Modelling the skills
When teaching the Mutual Learning Model Noonan suggests that the practitioner needs to be able to produce actions consistent with the model in real time situations rather than just being able to do convincing presentations on the subject.
I think this is the same with teaching/facilitating the learning of ThoughtWorks University and it seems to centre around the espoused theory and theory in action.
The espoused theory describes our theory of what we think we do in a situation whereas the theory in action describes what we actually do.
I was a bit worried about doing a presentation/session on a topic where I would present my espoused theory about a topic and then more than likely not meet that theory in practice.
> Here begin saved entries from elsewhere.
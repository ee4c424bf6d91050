//! Product model, categories, prices and listing filters

use std::fmt;
use std::str::FromStr;

use chrono::{DateTime, Utc};
use serde::{Deserialize, Serialize};
use uuid::Uuid;

use super::validation::{parse_id, required_text, text, ValidationError};

/// Fixed product categories
#[derive(Debug, Clone, Copy, PartialEq, Eq, PartialOrd, Ord, Hash, Serialize, Deserialize)]
#[serde(rename_all = "lowercase")]
pub enum Category {
    Fruit,
    Vegetable,
    Dairy,
}

impl Category {
    pub fn as_str(&self) -> &'static str {
        match self {
            Self::Fruit => "fruit",
            Self::Vegetable => "vegetable",
            Self::Dairy => "dairy",
        }
    }

    pub fn all() -> &'static [Self] {
        &[Self::Fruit, Self::Vegetable, Self::Dairy]
    }
}

impl FromStr for Category {
    type Err = ValidationError;

    /// Exact, lowercase match only: the stored enumeration is case sensitive.
    fn from_str(s: &str) -> Result<Self, Self::Err> {
        match s.trim() {
            "fruit" => Ok(Self::Fruit),
            "vegetable" => Ok(Self::Vegetable),
            "dairy" => Ok(Self::Dairy),
            _ => Err(ValidationError::InvalidVariant {
                field: "category",
                value: s.to_owned(),
            }),
        }
    }
}

impl fmt::Display for Category {
    fn fmt(&self, f: &mut fmt::Formatter<'_>) -> fmt::Result {
        f.write_str(self.as_str())
    }
}

/// Price as submitted: JSON number or numeric string (form posts)
#[derive(Debug, Clone, PartialEq, Deserialize)]
#[serde(untagged)]
pub enum PriceInput {
    Number(f64),
    Text(String),
}

impl From<f64> for PriceInput {
    fn from(n: f64) -> Self {
        Self::Number(n)
    }
}

impl From<&str> for PriceInput {
    fn from(s: &str) -> Self {
        Self::Text(s.to_owned())
    }
}

/// Validated non-negative, finite price
#[derive(Debug, Clone, Copy, PartialEq, PartialOrd)]
pub struct Price(f64);

impl Price {
    pub fn new(value: f64) -> Result<Self, ValidationError> {
        if !value.is_finite() {
            return Err(ValidationError::NotANumber {
                field: "price",
                value: value.to_string(),
            });
        }

        if value < 0.0 {
            return Err(ValidationError::Negative { field: "price" });
        }

        // -0.0 passes the sign check; store it as 0.0
        Ok(Self(value + 0.0))
    }

    pub fn parse(input: &PriceInput) -> Result<Self, ValidationError> {
        match input {
            PriceInput::Number(n) => Self::new(*n),
            PriceInput::Text(s) => {
                let n: f64 = s.trim().parse().map_err(|_| ValidationError::NotANumber {
                    field: "price",
                    value: s.clone(),
                })?;
                Self::new(n)
            }
        }
    }

    pub fn value(&self) -> f64 {
        self.0
    }
}

/// Format a price for display, e.g. `$1.49`.
pub fn format_usd(price: f64) -> String {
    format!("${:.2}", price)
}

/// Product as stored
#[derive(Debug, Clone, PartialEq, Serialize, Deserialize)]
pub struct Product {
    pub id: Uuid,
    pub name: String,
    pub price: f64,
    pub category: Category,
    /// Owning farm; `None` for standalone products
    pub farm: Option<Uuid>,
    pub created_at: DateTime<Utc>,
    pub updated_at: DateTime<Utc>,
}

/// Product with its owning farm's name populated
#[derive(Debug, Clone, PartialEq, Serialize)]
pub struct ProductWithFarm {
    #[serde(flatten)]
    pub product: Product,
    pub farm_name: Option<String>,
}

/// Raw product fields as submitted by a client.
///
/// No `farm` field: linkage is only ever set by attaching to a farm.
#[derive(Debug, Clone, Default, Deserialize)]
pub struct ProductFields {
    pub name: Option<String>,
    pub price: Option<PriceInput>,
    pub category: Option<String>,
}

/// Validated product ready to insert
#[derive(Debug, Clone, PartialEq)]
pub struct NewProduct {
    pub name: String,
    pub price: Price,
    pub category: Category,
}

impl NewProduct {
    /// Validate a complete set of product fields.
    ///
    /// # Example
    /// ```
    /// use farmstand_server::models::{Category, NewProduct, ProductFields};
    ///
    /// let fields = ProductFields {
    ///     name: Some("Kale".into()),
    ///     price: Some(1.49.into()),
    ///     category: Some("vegetable".into()),
    /// };
    /// let product = NewProduct::from_fields(fields).unwrap();
    /// assert_eq!(product.category, Category::Vegetable);
    /// ```
    pub fn from_fields(fields: ProductFields) -> Result<Self, ValidationError> {
        let name = required_text("name", fields.name.as_deref())?;
        let price = fields
            .price
            .as_ref()
            .ok_or(ValidationError::Missing { field: "price" })
            .and_then(Price::parse)?;
        let category = fields
            .category
            .as_deref()
            .ok_or(ValidationError::Missing { field: "category" })
            .and_then(str::parse::<Category>)?;

        Ok(Self {
            name,
            price,
            category,
        })
    }
}

/// Validated partial update of a product's scalar fields
#[derive(Debug, Clone, Default, PartialEq)]
pub struct ProductChanges {
    pub name: Option<String>,
    pub price: Option<Price>,
    pub category: Option<Category>,
}

impl ProductChanges {
    /// Validate whichever fields are present. Absent fields stay untouched.
    pub fn from_fields(fields: ProductFields) -> Result<Self, ValidationError> {
        let name = fields.name.as_deref().map(|n| text("name", n)).transpose()?;
        let price = fields.price.as_ref().map(Price::parse).transpose()?;
        let category = fields
            .category
            .as_deref()
            .map(str::parse::<Category>)
            .transpose()?;

        Ok(Self {
            name,
            price,
            category,
        })
    }

    pub fn is_empty(&self) -> bool {
        self.name.is_none() && self.price.is_none() && self.category.is_none()
    }

    /// Apply the changes to a product snapshot in place.
    pub fn apply(&self, product: &mut Product) {
        if let Some(name) = &self.name {
            product.name = name.clone();
        }
        if let Some(price) = self.price {
            product.price = price.value();
        }
        if let Some(category) = self.category {
            product.category = category;
        }
    }
}

/// Which products to include with respect to farm ownership
#[derive(Debug, Clone, Copy, Default, PartialEq, Eq)]
pub enum FarmScope {
    #[default]
    Any,
    Standalone,
    Farm(Uuid),
}

/// Product listing filter
#[derive(Debug, Clone, Default, PartialEq)]
pub struct ProductFilter {
    pub category: Option<Category>,
    /// Case-insensitive substring of the product name
    pub search: Option<String>,
    pub farm: FarmScope,
}

impl ProductFilter {
    pub fn matches(&self, product: &Product) -> bool {
        let category_ok = self.category.map_or(true, |c| product.category == c);
        let search_ok = self.search.as_deref().map_or(true, |term| {
            product.name.to_lowercase().contains(&term.to_lowercase())
        });
        let farm_ok = match self.farm {
            FarmScope::Any => true,
            FarmScope::Standalone => product.farm.is_none(),
            FarmScope::Farm(id) => product.farm == Some(id),
        };

        category_ok && search_ok && farm_ok
    }
}

/// Query parameters for product listing
#[derive(Debug, Clone, Default, Deserialize)]
pub struct ProductQuery {
    /// Category name, or `all`
    pub category: Option<String>,
    /// Name search term
    pub q: Option<String>,
    /// Farm id, or `none` for standalone products
    pub farm: Option<String>,
}

impl TryFrom<ProductQuery> for ProductFilter {
    type Error = ValidationError;

    fn try_from(query: ProductQuery) -> Result<Self, Self::Error> {
        let category = match query.category.as_deref().map(str::trim) {
            None | Some("") | Some("all") => None,
            Some(c) => Some(c.parse()?),
        };

        let search = query
            .q
            .map(|q| q.trim().to_owned())
            .filter(|q| !q.is_empty());

        let farm = match query.farm.as_deref().map(str::trim) {
            None | Some("") => FarmScope::Any,
            Some("none") => FarmScope::Standalone,
            Some(id) => FarmScope::Farm(parse_id("farm", id)?),
        };

        Ok(Self {
            category,
            search,
            farm,
        })
    }
}

#[cfg(test)]
mod tests {
    use super::*;

    fn product(name: &str, category: Category, farm: Option<Uuid>) -> Product {
        let now = Utc::now();
        Product {
            id: Uuid::new_v4(),
            name: name.into(),
            price: 1.0,
            category,
            farm,
            created_at: now,
            updated_at: now,
        }
    }

    #[test]
    fn category_parsing() {
        assert_eq!("fruit".parse::<Category>().unwrap(), Category::Fruit);
        assert_eq!("dairy".parse::<Category>().unwrap(), Category::Dairy);
        assert!(matches!(
            "invalid".parse::<Category>().unwrap_err(),
            ValidationError::InvalidVariant { field: "category", .. }
        ));
        assert!("Fruit".parse::<Category>().is_err());
    }

    #[test]
    fn category_serializes_lowercase() {
        assert_eq!(
            serde_json::to_string(&Category::Vegetable).unwrap(),
            "\"vegetable\""
        );
    }

    #[test]
    fn price_accepts_numbers_and_numeric_strings() {
        assert_eq!(Price::parse(&1.49.into()).unwrap().value(), 1.49);
        assert_eq!(Price::parse(&" 2.50 ".into()).unwrap().value(), 2.5);
        assert_eq!(Price::parse(&0.0.into()).unwrap().value(), 0.0);
    }

    #[test]
    fn negative_zero_price_is_stored_as_zero() {
        let price = Price::parse(&"-0".into()).unwrap();
        assert!(price.value().is_sign_positive());
        assert_eq!(serde_json::to_string(&price.value()).unwrap(), "0.0");

        assert!(Price::new(-0.0).unwrap().value().is_sign_positive());
    }

    #[test]
    fn price_rejects_negative_and_non_numeric() {
        assert_eq!(
            Price::parse(&(-0.01).into()).unwrap_err(),
            ValidationError::Negative { field: "price" }
        );
        assert!(matches!(
            Price::parse(&"cheap".into()).unwrap_err(),
            ValidationError::NotANumber { .. }
        ));
        assert!(matches!(
            Price::new(f64::NAN).unwrap_err(),
            ValidationError::NotANumber { .. }
        ));
    }

    #[test]
    fn price_input_from_json() {
        let fields: ProductFields =
            serde_json::from_str(r#"{"name":"Milk","price":3,"category":"dairy"}"#).unwrap();
        assert_eq!(fields.price, Some(PriceInput::Number(3.0)));

        let fields: ProductFields = serde_json::from_str(r#"{"price":"3.49"}"#).unwrap();
        assert_eq!(fields.price, Some(PriceInput::Text("3.49".into())));
    }

    #[test]
    fn new_product_requires_all_fields() {
        let err = NewProduct::from_fields(ProductFields {
            name: Some("Kale".into()),
            price: None,
            category: Some("vegetable".into()),
        })
        .unwrap_err();
        assert_eq!(err, ValidationError::Missing { field: "price" });
    }

    #[test]
    fn changes_validate_only_present_fields() {
        let changes = ProductChanges::from_fields(ProductFields {
            price: Some("4.99".into()),
            ..Default::default()
        })
        .unwrap();
        assert_eq!(changes.price.map(|p| p.value()), Some(4.99));
        assert!(changes.name.is_none());
        assert!(!changes.is_empty());

        assert!(ProductChanges::from_fields(ProductFields {
            category: Some("invalid".into()),
            ..Default::default()
        })
        .is_err());
    }

    #[test]
    fn apply_changes() {
        let mut p = product("Apple", Category::Fruit, None);
        let changes = ProductChanges {
            name: Some("Green Apple".into()),
            price: None,
            category: None,
        };
        changes.apply(&mut p);
        assert_eq!(p.name, "Green Apple");
        assert_eq!(p.category, Category::Fruit);
        assert_eq!(p.price, 1.0);
    }

    #[test]
    fn filter_matching() {
        let farm = Uuid::new_v4();
        let apple = product("Apple", Category::Fruit, Some(farm));
        let kale = product("Kale", Category::Vegetable, None);

        let filter = ProductFilter {
            search: Some("APP".into()),
            ..Default::default()
        };
        assert!(filter.matches(&apple));
        assert!(!filter.matches(&kale));

        let filter = ProductFilter {
            farm: FarmScope::Standalone,
            ..Default::default()
        };
        assert!(!filter.matches(&apple));
        assert!(filter.matches(&kale));

        let filter = ProductFilter {
            category: Some(Category::Fruit),
            farm: FarmScope::Farm(farm),
            ..Default::default()
        };
        assert!(filter.matches(&apple));
    }

    #[test]
    fn query_to_filter() {
        let farm = Uuid::new_v4();
        let filter = ProductFilter::try_from(ProductQuery {
            category: Some("all".into()),
            q: Some("  ".into()),
            farm: Some(farm.to_string()),
        })
        .unwrap();
        assert_eq!(filter.category, None);
        assert_eq!(filter.search, None);
        assert_eq!(filter.farm, FarmScope::Farm(farm));

        let filter = ProductFilter::try_from(ProductQuery {
            category: Some("dairy".into()),
            q: Some("milk".into()),
            farm: Some("none".into()),
        })
        .unwrap();
        assert_eq!(filter.category, Some(Category::Dairy));
        assert_eq!(filter.search.as_deref(), Some("milk"));
        assert_eq!(filter.farm, FarmScope::Standalone);

        assert!(ProductFilter::try_from(ProductQuery {
            category: Some("meat".into()),
            ..Default::default()
        })
        .is_err());
    }

    #[test]
    fn usd_formatting() {
        assert_eq!(format_usd(1.49), "$1.49");
        assert_eq!(format_usd(3.0), "$3.00");
    }
}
Over the course of the last month or so it’s become more clear to me that it’s not a big problem to make mistakes, even when you’re supposed to be the one who knows what they’re doing, as long as you’re open about your mistakes
Noonan talks about the use of leading questions when opening a topic to the group, something which I think is quite prevalent in sessions and workshops:
There are potential downsides to the approach of using questions to get to the predetermined correct answer. If the class doesn’t answer correctly, the teacher keeps asking questions like, “No, that is not it exactly. What other things can you think of?”
The students or participants hit a point of frustration where there is finally a collective call to “just tell us the answer.”
The intention is to try and make the session interactive but I’m not convinced that it helps learning and it often seems that if someone does actually get to the ‘correct answer’ that it’s because of guessing rather than real understanding.
Frankie and I unfortunately ended up using an approach similar to this when facilitating a session on the ThoughtWorks delivery model.
We wanted the group to come up with the different components of a software delivery project rather than have us do a presentation on it which would have been immensely boring.
They got 90% of these without the need for any intervention but we did end up asking leading questions to draw out the last 10%.
Rather than doing this, Noonan suggests the following approach:
The remedy is for the leader to follow the basic rule of thumb that if you have a view, state it and balance it with inquiry to see if people agree or have different views.
In this case that would have meant that we would have kept the facilitated discussion but then helped fill in the missing components before discussing those with the group.